And then the women carry it off in spite of all his raging and stomping and shooting. Shan’t reveal quite how, for the true joy is watching the exact particulars as Corky and Violet navigate Caesar’s violent tendencies and push the right buttons to buy themselves a little more time, but it is more than worth noting Bound concerns a lesbian couple who go further in three reels than most before and many after could imagine going across an entire movie, antagonizes them with a guy whose passion is machismo and brute cunning and purest disdain for anything he can’t beat into compliance, brings them to a point where both are helpless and one’s beaten half to hell, and in the end not only lets them live, it lets them win. Win by proving it wasn’t just lust at the start, it was unspoken trust and compatibility and even love that grants them focus, temperament, intelligence and patience enough to outwit and outmaneuver a raving mind eventually fully and spitefully dedicated to their destruction, a mind whose body otherwise trampled all obstacles with brutal fervor. The movie is a battle of two extremes throughout, one free to rampage and indulge stupid moves all it likes, the other existent behind closed doors and trained to live a careful, tip-toeing life, confined for much of the picture to hiding physically or emotionally while only letting the truth spill out in brief furtive telephone calls, and it’s the lesbian superstar couple who fuck over the shitty husband and his shittier criminal enterprise. Well beyond the excellent filmmaking which marks much of Bound, beyond the admirable brutality, beyond the high-caliber performances, beyond the beautiful imagery whenever a body drops or something hard and sturdy is destroyed, beyond the intoxicating sensation of waiting to see just how many more shoes can drop before the protagonists can make a move without risking a broken everything, the Wachowskis made a great movie by tuning all of this towards letting a raw, tacticle, unstoppable romance actually be unstoppable. Gershon and Tilly only make a few moves against Pantoliano, separated by long stretches of his seeming total dominance, but they are utterly devastating moves compared to the dozens of wild swings he throws out across ninety minutes of paranoid slow-motion breakdown, and so hit with fullest impact every time.
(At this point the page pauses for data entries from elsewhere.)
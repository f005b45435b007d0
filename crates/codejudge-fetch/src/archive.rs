//! Repository archive download.

use std::fmt;
use std::path::Path;
use std::time::Duration;

use reqwest::header::{HeaderMap, HeaderValue, ACCEPT, AUTHORIZATION, USER_AGENT};
use serde::Deserialize;
use tracing::{debug, info, instrument};
use url::Url;

use codejudge_core::error::{EvalError, Result};

pub const DEFAULT_API_BASE: &str = "https://api.github.com";
pub const DEFAULT_REFERENCE: &str = "main";
pub const DEFAULT_USER_AGENT: &str = "codejudge";
pub const DEFAULT_TIMEOUT_SECS: u64 = 60;

const ARCHIVE_ACCEPT: &str = "application/vnd.github+json";

/// Settings for the archive source.
#[derive(Clone, Deserialize)]
#[serde(default)]
pub struct FetchConfig {
    /// API root the zipball path is appended to.
    pub api_base: String,
    /// Branch or tag to download.
    pub reference: String,
    pub user_agent: String,
    pub timeout_secs: u64,
    /// Bearer token for private repositories and higher rate limits.
    pub token: Option<String>,
}

impl Default for FetchConfig {
    fn default() -> Self {
        Self {
            api_base: DEFAULT_API_BASE.to_string(),
            reference: DEFAULT_REFERENCE.to_string(),
            user_agent: DEFAULT_USER_AGENT.to_string(),
            timeout_secs: DEFAULT_TIMEOUT_SECS,
            token: None,
        }
    }
}

impl fmt::Debug for FetchConfig {
    fn fmt(&self, f: &mut fmt::Formatter<'_>) -> fmt::Result {
        f.debug_struct("FetchConfig")
            .field("api_base", &self.api_base)
            .field("reference", &self.reference)
            .field("user_agent", &self.user_agent)
            .field("timeout_secs", &self.timeout_secs)
            .field("token", &self.token.as_ref().map(|_| "***"))
            .finish()
    }
}

/// Owner and name of a hosted repository.
#[derive(Debug, Clone, PartialEq, Eq)]
pub struct RepoRef {
    pub owner: String,
    pub name: String,
}

impl fmt::Display for RepoRef {
    fn fmt(&self, f: &mut fmt::Formatter<'_>) -> fmt::Result {
        write!(f, "{}/{}", self.owner, self.name)
    }
}

/// Extract `{owner, name}` from the first two non-empty path segments of a
/// repository URL.
pub fn parse_repository_reference(repository_url: &str) -> Result<RepoRef> {
    let invalid = |reason: &str| EvalError::InvalidReference {
        reference: repository_url.to_string(),
        reason: reason.to_string(),
    };

    let url = Url::parse(repository_url).map_err(|e| invalid(&e.to_string()))?;
    let mut segments = url
        .path_segments()
        .ok_or_else(|| invalid("URL has no path"))?
        .filter(|s| !s.is_empty());

    match (segments.next(), segments.next()) {
        (Some(owner), Some(name)) => Ok(RepoRef {
            owner: owner.to_string(),
            name: name.to_string(),
        }),
        _ => Err(invalid("expected /{owner}/{name} in the URL path")),
    }
}

/// Downloads repository zipballs.
#[derive(Debug, Clone)]
pub struct ArchiveFetcher {
    client: reqwest::Client,
    config: FetchConfig,
}

impl ArchiveFetcher {
    pub fn new(config: FetchConfig) -> Result<Self> {
        let mut headers = HeaderMap::new();
        headers.insert(ACCEPT, HeaderValue::from_static(ARCHIVE_ACCEPT));
        headers.insert(
            USER_AGENT,
            HeaderValue::from_str(&config.user_agent)
                .map_err(|e| EvalError::Config(format!("invalid user agent: {e}")))?,
        );
        if let Some(token) = config.token.as_deref().filter(|t| !t.is_empty()) {
            let mut value = HeaderValue::from_str(&format!("Bearer {token}"))
                .map_err(|e| EvalError::Config(format!("invalid fetch token: {e}")))?;
            value.set_sensitive(true);
            headers.insert(AUTHORIZATION, value);
        }

        let client = reqwest::Client::builder()
            .timeout(Duration::from_secs(config.timeout_secs))
            .default_headers(headers)
            .build()
            .map_err(|e| EvalError::Config(format!("failed to create HTTP client: {e}")))?;

        Ok(Self { client, config })
    }

    pub fn config(&self) -> &FetchConfig {
        &self.config
    }

    /// Zipball URL for a repository at the configured reference.
    pub fn archive_url(&self, repo: &RepoRef) -> String {
        format!(
            "{}/repos/{}/{}/zipball/{}",
            self.config.api_base.trim_end_matches('/'),
            repo.owner,
            repo.name,
            self.config.reference
        )
    }

    /// Download the archive of `repository_url` into `destination`.
    ///
    /// Returns the number of bytes written.
    #[instrument(skip(self, destination), fields(repository = %repository_url))]
    pub async fn fetch(&self, repository_url: &str, destination: &Path) -> Result<u64> {
        let repo = parse_repository_reference(repository_url)?;
        let url = self.archive_url(&repo);
        debug!(url = %url, "downloading repository archive");

        let failed = |status: Option<u16>, message: String| EvalError::FetchFailed {
            url: url.clone(),
            status,
            message,
        };

        let response = self.client.get(&url).send().await.map_err(|e| {
            if e.is_timeout() {
                failed(None, format!("timed out after {}s", self.config.timeout_secs))
            } else {
                failed(None, e.to_string())
            }
        })?;

        let status = response.status();
        if !status.is_success() {
            let body = response.text().await.unwrap_or_default();
            return Err(failed(
                Some(status.as_u16()),
                format!("HTTP {status}: {}", body.trim()),
            ));
        }

        let bytes = response
            .bytes()
            .await
            .map_err(|e| failed(Some(status.as_u16()), format!("failed to read body: {e}")))?;
        tokio::fs::write(destination, &bytes)
            .await
            .map_err(|e| EvalError::Extract(format!("failed to write archive: {e}")))?;

        info!(repository = %repo, bytes = bytes.len(), "archive downloaded");
        Ok(bytes.len() as u64)
    }
}

#[cfg(test)]
mod tests {
    use super::*;
    use wiremock::matchers::{header, header_exists, method, path};
    use wiremock::{Mock, MockServer, ResponseTemplate};

    fn fetcher_for(server: &MockServer, token: Option<&str>) -> ArchiveFetcher {
        ArchiveFetcher::new(FetchConfig {
            api_base: server.uri(),
            token: token.map(str::to_string),
            ..FetchConfig::default()
        })
        .unwrap()
    }

    #[test]
    fn parses_owner_and_name() {
        let repo = parse_repository_reference("https://host.example/acme/widgets").unwrap();
        assert_eq!(
            repo,
            RepoRef {
                owner: "acme".into(),
                name: "widgets".into()
            }
        );
    }

    #[test]
    fn ignores_extra_segments_and_slashes() {
        let repo =
            parse_repository_reference("https://github.com//acme/widgets/tree/main/src").unwrap();
        assert_eq!(repo.owner, "acme");
        assert_eq!(repo.name, "widgets");
    }

    #[test]
    fn single_segment_is_invalid() {
        let err = parse_repository_reference("https://host.example/acme").unwrap_err();
        assert!(matches!(err, EvalError::InvalidReference { .. }));
    }

    #[test]
    fn unparseable_url_is_invalid() {
        let err = parse_repository_reference("acme/widgets").unwrap_err();
        assert!(matches!(err, EvalError::InvalidReference { .. }));
    }

    #[test]
    fn debug_masks_token() {
        let config = FetchConfig {
            token: Some("ghp_secret".into()),
            ..FetchConfig::default()
        };
        let out = format!("{config:?}");
        assert!(!out.contains("ghp_secret"));
        assert!(out.contains("***"));
    }

    #[test]
    fn archive_url_uses_reference() {
        let fetcher = ArchiveFetcher::new(FetchConfig {
            api_base: "https://api.example/".into(),
            reference: "develop".into(),
            ..FetchConfig::default()
        })
        .unwrap();
        let repo = RepoRef {
            owner: "acme".into(),
            name: "widgets".into(),
        };
        assert_eq!(
            fetcher.archive_url(&repo),
            "https://api.example/repos/acme/widgets/zipball/develop"
        );
    }

    #[tokio::test]
    async fn sends_expected_headers_and_writes_body() {
        let server = MockServer::start().await;
        Mock::given(method("GET"))
            .and(path("/repos/acme/widgets/zipball/main"))
            .and(header("accept", "application/vnd.github+json"))
            .and(header("user-agent", "codejudge"))
            .and(header("authorization", "Bearer t0ken"))
            .respond_with(ResponseTemplate::new(200).set_body_bytes(b"PK-bytes".to_vec()))
            .expect(1)
            .mount(&server)
            .await;

        let dir = tempfile::tempdir().unwrap();
        let dest = dir.path().join("repo.zip");
        let written = fetcher_for(&server, Some("t0ken"))
            .fetch("https://github.com/acme/widgets", &dest)
            .await
            .unwrap();

        assert_eq!(written, 8);
        assert_eq!(std::fs::read(&dest).unwrap(), b"PK-bytes");
    }

    #[tokio::test]
    async fn no_authorization_without_token() {
        let server = MockServer::start().await;
        Mock::given(method("GET"))
            .and(header_exists("authorization"))
            .respond_with(ResponseTemplate::new(500))
            .mount(&server)
            .await;
        Mock::given(method("GET"))
            .respond_with(ResponseTemplate::new(200).set_body_bytes(b"ok".to_vec()))
            .mount(&server)
            .await;

        let dir = tempfile::tempdir().unwrap();
        fetcher_for(&server, None)
            .fetch("https://github.com/acme/widgets", &dir.path().join("a.zip"))
            .await
            .unwrap();
    }

    #[tokio::test]
    async fn non_success_status_is_fetch_failure() {
        let server = MockServer::start().await;
        Mock::given(method("GET"))
            .respond_with(ResponseTemplate::new(404).set_body_string("Not Found"))
            .mount(&server)
            .await;

        let dir = tempfile::tempdir().unwrap();
        let dest = dir.path().join("repo.zip");
        let err = fetcher_for(&server, None)
            .fetch("https://github.com/acme/missing", &dest)
            .await
            .unwrap_err();

        assert!(matches!(err, EvalError::FetchFailed { status: Some(404), .. }));
        assert!(!dest.exists());
    }

    #[tokio::test]
    async fn invalid_reference_never_hits_the_network() {
        let server = MockServer::start().await;
        Mock::given(method("GET"))
            .respond_with(ResponseTemplate::new(200))
            .expect(0)
            .mount(&server)
            .await;

        let dir = tempfile::tempdir().unwrap();
        let err = fetcher_for(&server, None)
            .fetch("https://github.com/acme", &dir.path().join("repo.zip"))
            .await
            .unwrap_err();
        assert!(matches!(err, EvalError::InvalidReference { .. }));
    }
}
My only real compunction about recommending Bound for the Registry springs from the same origin as my desire to nominate in the first place: its lack of mainstream recognition. This was, in all honesty, a minor limited release, seven million gross over a six million budget, primarily notable in the larger cultural context for the opportunity it gave two then-in-the-closet queer filmmakers to make THE smash hit of ’99. The trend of “queer couples must die tragically” endings it so wonderfully subverts only slowed and slightly reversed decades after its release for largely unrelated reasons, and in the world of film culture since you’re exponentially more likely to find someone saying the Wachowskis influenced them through The Matrix or its maligned sequels than their lesbian crime thriller from a few years prior. To all this fussing I place before myself, I say… screw that noise. While I certainly make a big deal about the necessity of films continuing their legacy through proper market distribution and the weight of box office success in determining impact, the markers of artistic merit are not found in how many people forked over how many dollars or how many voices cheer how loudly at the mention of a work’s name. Soaring achievements in motion picture-making oft go unchampioned for years or even decades after release, the contents not changing one whit, only the context in which we receive. What matters how many film fans or Wachowski fans or whoever knows of Bound’s greatness when the film moves as it does, pumps my blood so fast when Gershon and Tilly are merely talking, chills my skin when Pantoliano unwittingly places another puzzle piece, leaves me rapt at attention when a pair of pliers wrap around fingers or a body struggles against chaffing ropes? Besides, films notable for what they DID rather than who NOTICED make the Registry all the time!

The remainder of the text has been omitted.